+++ Data provided

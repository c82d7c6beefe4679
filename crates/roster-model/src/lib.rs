//! Data model for the expert roster consolidator.
//!
//! Holds the types every other crate speaks: the [`CellGrid`] read
//! abstraction, extracted [`Record`]s, the input [`FormConfig`] and output
//! [`OutputLayout`] configuration, and the [`ResultSet`] that groups records by
//! source file.

pub mod error;
pub mod fields;
pub mod form;
pub mod grid;
pub mod output;
pub mod record;
pub mod result_set;

pub use error::{ModelError, Result};
pub use form::{DerivedFieldNames, FieldOffset, FormConfig, LayoutDescriptor};
pub use grid::{CellGrid, CellRef, CellValue, MemoryGrid, column_letters};
pub use output::{ColumnBase, OutputColumn, OutputLayout, OutputRow};
pub use record::Record;
pub use result_set::{ResultSet, SourceGroup};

++++++

- [Task requirements]: For this exercise, repeat the data above exactly.

- [Answer to this exercise]:
repository c82d7c6beefe4679
filename crates/roster-model/src/lib.rs
//! Data model for the expert roster consolidator.
//!
//! Holds the types every other crate speaks: the [`CellGrid`] read
//! abstraction, extracted [`Record`]s, the input [`FormConfig`] and output
//! [`OutputLayout`] configuration, and the [`ResultSet`] that groups records by
//! source file.

pub mod error;
pub mod fields;
pub mod form;
pub mod grid;
pub mod output;
pub mod record;
pub mod result_set;

pub use error::{ModelError, Result};
pub use form::{DerivedFieldNames, FieldOffset, FormConfig, LayoutDescriptor};
pub use grid::{CellGrid, CellRef, CellValue, MemoryGrid, column_letters};
pub use output::{ColumnBase, OutputColumn, OutputLayout, OutputRow};
pub use record::Record;
pub use result_set::{ResultSet, SourceGroup};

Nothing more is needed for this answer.